> **Your assignment**
Nothing but an exact repetition of the entries should appear in the answer.

> **Record excerpts**

● ● ● ● ●

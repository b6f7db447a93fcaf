//! l1-wavelet regularized non-Cartesian reconstruction demo
//!
//! Synthetic radial acquisition: the trajectory is undersampled by
//! dropping spokes, sensitivity maps are estimated from the gridded
//! low-frequency samples, and four reconstructions are compared: FISTA,
//! plain primal-dual, primal-dual with the density compensation factors
//! as the dual scaling, and primal-dual with the proposed k-space
//! preconditioner.
//!
//! Usage: RUST_LOG=debug cargo run --release --example radial_wavelet

use std::time::Instant;

use num_complex::Complex64;

use pics_core::calib::{JointSense, JointSenseParams};
use pics_core::nufft::Nufft;
use pics_core::precond::kspace_precond;
use pics_core::recon::{Algorithm, WaveletRecon, WaveletReconParams};
use pics_core::sim::{birdcage_maps, shepp_logan};
use pics_core::solvers::IterRecord;

fn main() -> Result<(), Box<dyn std::error::Error>> {
    env_logger::init();

    // Set parameters
    let ncoils = 8;
    let nx = 64;
    let ny = 64;
    let accel: usize = 4;
    let nspokes = 192;
    let nread = 64;
    let mps_ker_width = 8;
    let lamda = 1e-3;
    let max_iter = 50;

    // Fully-sampled radial trajectory
    let mut coord_full = Vec::with_capacity(2 * nspokes * nread);
    for spoke in 0..nspokes {
        let theta = std::f64::consts::PI * spoke as f64 / nspokes as f64;
        for r in 0..nread {
            let k = 0.5 * (r as f64 - nread as f64 / 2.0);
            coord_full.push(k * theta.cos());
            coord_full.push(k * theta.sin());
        }
    }

    // Simulate the acquisition
    println!("[INFO] Simulating {}-coil radial acquisition, {} spokes...", ncoils, nspokes);
    let start = Instant::now();
    let img = shepp_logan(nx, ny);
    let mps_true = birdcage_maps(ncoils, nx, ny, 1.5);
    let n = nx * ny;
    let plan_full = Nufft::new(nx, ny, &coord_full)?;
    let mut ksp = Vec::new();
    for c in 0..ncoils {
        let coil_img: Vec<Complex64> = (0..n).map(|p| mps_true[c * n + p] * img[p]).collect();
        ksp.extend(plan_full.forward(&coil_img)?);
    }
    let peak = ksp.iter().fold(0.0_f64, |m, v| m.max(v.norm()));
    for v in ksp.iter_mut() {
        *v /= peak;
    }
    println!("[INFO] Simulated in {:.2?}", start.elapsed());

    // Simulate undersampling by dropping spokes
    let nspokes_under = nspokes / accel;
    let nsamp_full = nspokes * nread;
    let nsamp = nspokes_under * nread;
    let mut coord = Vec::with_capacity(2 * nsamp);
    let mut ksp_under = vec![Complex64::new(0.0, 0.0); ncoils * nsamp];
    for (si, spoke) in (0..nspokes).step_by(accel).enumerate() {
        for r in 0..nread {
            let s_full = spoke * nread + r;
            let s = si * nread + r;
            coord.push(coord_full[2 * s_full]);
            coord.push(coord_full[2 * s_full + 1]);
            for c in 0..ncoils {
                ksp_under[c * nsamp + s] = ksp[c * nsamp_full + s_full];
            }
        }
    }

    // Ramp density compensation factors
    let dcf: Vec<f64> = (0..nsamp)
        .map(|s| {
            let kx = coord[2 * s];
            let ky = coord[2 * s + 1];
            (kx * kx + ky * ky).sqrt().max(0.5)
        })
        .collect();

    // Estimate maps from the low-frequency readout centers
    let start = Instant::now();
    let calib_read = 16;
    let read_off = (nread - calib_read) / 2;
    let mut ksp_calib = vec![Complex64::new(0.0, 0.0); ncoils * nspokes_under * calib_read];
    let mut coord_calib = Vec::with_capacity(2 * nspokes_under * calib_read);
    for spoke in 0..nspokes_under {
        for r in 0..calib_read {
            let s = spoke * nread + read_off + r;
            let sc = spoke * calib_read + r;
            coord_calib.push(coord[2 * s]);
            coord_calib.push(coord[2 * s + 1]);
            for c in 0..ncoils {
                ksp_calib[c * nspokes_under * calib_read + sc] = ksp_under[c * nsamp + s];
            }
        }
    }
    let mps = JointSense::new(
        &ksp_calib,
        (ncoils, nspokes_under, calib_read),
        mps_ker_width,
        (ncoils, nx, ny),
        Some(&coord_calib),
        JointSenseParams::default(),
    )?
    .run()?;
    println!("[INFO] Estimated sensitivity maps in {:.2?}", start.elapsed());

    // Generate kspace preconditioner
    let dual_precond = kspace_precond(&mps, (ncoils, nx, ny), None, Some(&coord), lamda)?;
    // DCF as a dual scaling, tiled over coils
    let dcf_precond: Vec<f64> = (0..ncoils * nsamp).map(|i| dcf[i % nsamp]).collect();

    // Run reconstructions
    let runs: [(&str, Algorithm, Option<&[f64]>); 4] = [
        ("FISTA", Algorithm::Fista, None),
        ("Primal Dual", Algorithm::PrimalDual, None),
        ("Primal Dual + DCF", Algorithm::PrimalDual, Some(&dcf_precond)),
        ("Primal Dual + Precond", Algorithm::PrimalDual, Some(&dual_precond)),
    ];

    for (name, algorithm, precond) in runs {
        let start = Instant::now();
        let mut record = IterRecord::objectives();
        let recon = WaveletRecon::new(
            &ksp_under,
            &mps,
            (ncoils, nx, ny),
            Some(&coord),
            None,
            precond,
            WaveletReconParams {
                lamda,
                algorithm,
                max_iter,
                ..Default::default()
            },
        )?;
        recon.run(Some(&mut record))?;

        let final_obj = record.objective.last().copied().unwrap_or(f64::NAN);
        println!(
            "[INFO] {:<22} {} iters in {:>8.2?}, objective {:.6e}",
            name, max_iter, start.elapsed(), final_obj
        );
    }

    Ok(())
}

● ● ● ● ●

> **Answer space**
repository b6f7db447a93fcaf
//! l1-wavelet regularized non-Cartesian reconstruction demo
//!
//! Synthetic radial acquisition: the trajectory is undersampled by
//! dropping spokes, sensitivity maps are estimated from the gridded
//! low-frequency samples, and four reconstructions are compared: FISTA,
//! plain primal-dual, primal-dual with the density compensation factors
//! as the dual scaling, and primal-dual with the proposed k-space
//! preconditioner.
//!
//! Usage: RUST_LOG=debug cargo run --release --example radial_wavelet

use std::time::Instant;

use num_complex::Complex64;

use pics_core::calib::{JointSense, JointSenseParams};
use pics_core::nufft::Nufft;
use pics_core::precond::kspace_precond;
use pics_core::recon::{Algorithm, WaveletRecon, WaveletReconParams};
use pics_core::sim::{birdcage_maps, shepp_logan};
use pics_core::solvers::IterRecord;

fn main() -> Result<(), Box<dyn std::error::Error>> {
    env_logger::init();

    // Set parameters
    let ncoils = 8;
    let nx = 64;
    let ny = 64;
    let accel: usize = 4;
    let nspokes = 192;
    let nread = 64;
    let mps_ker_width = 8;
    let lamda = 1e-3;
    let max_iter = 50;

    // Fully-sampled radial trajectory
    let mut coord_full = Vec::with_capacity(2 * nspokes * nread);
    for spoke in 0..nspokes {
        let theta = std::f64::consts::PI * spoke as f64 / nspokes as f64;
        for r in 0..nread {
            let k = 0.5 * (r as f64 - nread as f64 / 2.0);
            coord_full.push(k * theta.cos());
            coord_full.push(k * theta.sin());
        }
    }

    // Simulate the acquisition
    println!("[INFO] Simulating {}-coil radial acquisition, {} spokes...", ncoils, nspokes);
    let start = Instant::now();
    let img = shepp_logan(nx, ny);
    let mps_true = birdcage_maps(ncoils, nx, ny, 1.5);
    let n = nx * ny;
    let plan_full = Nufft::new(nx, ny, &coord_full)?;
    let mut ksp = Vec::new();
    for c in 0..ncoils {
        let coil_img: Vec<Complex64> = (0..n).map(|p| mps_true[c * n + p] * img[p]).collect();
        ksp.extend(plan_full.forward(&coil_img)?);
    }
    let peak = ksp.iter().fold(0.0_f64, |m, v| m.max(v.norm()));
    for v in ksp.iter_mut() {
        *v /= peak;
    }
    println!("[INFO] Simulated in {:.2?}", start.elapsed());

    // Simulate undersampling by dropping spokes
    let nspokes_under = nspokes / accel;
    let nsamp_full = nspokes * nread;
    let nsamp = nspokes_under * nread;
    let mut coord = Vec::with_capacity(2 * nsamp);
    let mut ksp_under = vec![Complex64::new(0.0, 0.0); ncoils * nsamp];
    for (si, spoke) in (0..nspokes).step_by(accel).enumerate() {
        for r in 0..nread {
            let s_full = spoke * nread + r;
            let s = si * nread + r;
            coord.push(coord_full[2 * s_full]);
            coord.push(coord_full[2 * s_full + 1]);
            for c in 0..ncoils {
                ksp_under[c * nsamp + s] = ksp[c * nsamp_full + s_full];
            }
        }
    }

    // Ramp density compensation factors
    let dcf: Vec<f64> = (0..nsamp)
        .map(|s| {
            let kx = coord[2 * s];
            let ky = coord[2 * s + 1];
            (kx * kx + ky * ky).sqrt().max(0.5)
        })
        .collect();

    // Estimate maps from the low-frequency readout centers
    let start = Instant::now();
    let calib_read = 16;
    let read_off = (nread - calib_read) / 2;
    let mut ksp_calib = vec![Complex64::new(0.0, 0.0); ncoils * nspokes_under * calib_read];
    let mut coord_calib = Vec::with_capacity(2 * nspokes_under * calib_read);
    for spoke in 0..nspokes_under {
        for r in 0..calib_read {
            let s = spoke * nread + read_off + r;
            let sc = spoke * calib_read + r;
            coord_calib.push(coord[2 * s]);
            coord_calib.push(coord[2 * s + 1]);
            for c in 0..ncoils {
                ksp_calib[c * nspokes_under * calib_read + sc] = ksp_under[c * nsamp + s];
            }
        }
    }
    let mps = JointSense::new(
        &ksp_calib,
        (ncoils, nspokes_under, calib_read),
        mps_ker_width,
        (ncoils, nx, ny),
        Some(&coord_calib),
        JointSenseParams::default(),
    )?
    .run()?;
    println!("[INFO] Estimated sensitivity maps in {:.2?}", start.elapsed());

    // Generate kspace preconditioner
    let dual_precond = kspace_precond(&mps, (ncoils, nx, ny), None, Some(&coord), lamda)?;
    // DCF as a dual scaling, tiled over coils
    let dcf_precond: Vec<f64> = (0..ncoils * nsamp).map(|i| dcf[i % nsamp]).collect();

    // Run reconstructions
    let runs: [(&str, Algorithm, Option<&[f64]>); 4] = [
        ("FISTA", Algorithm::Fista, None),
        ("Primal Dual", Algorithm::PrimalDual, None),
        ("Primal Dual + DCF", Algorithm::PrimalDual, Some(&dcf_precond)),
        ("Primal Dual + Precond", Algorithm::PrimalDual, Some(&dual_precond)),
    ];

    for (name, algorithm, precond) in runs {
        let start = Instant::now();
        let mut record = IterRecord::objectives();
        let recon = WaveletRecon::new(
            &ksp_under,
            &mps,
            (ncoils, nx, ny),
            Some(&coord),
            None,
            precond,
            WaveletReconParams {
                lamda,
                algorithm,
                max_iter,
                ..Default::default()
            },
        )?;
        recon.run(Some(&mut record))?;

        let final_obj = record.objective.last().copied().unwrap_or(f64::NAN);
        println!(
            "[INFO] {:<22} {} iters in {:>8.2?}, objective {:.6e}",
            name, max_iter, start.elapsed(), final_obj
        );
    }

    Ok(())
}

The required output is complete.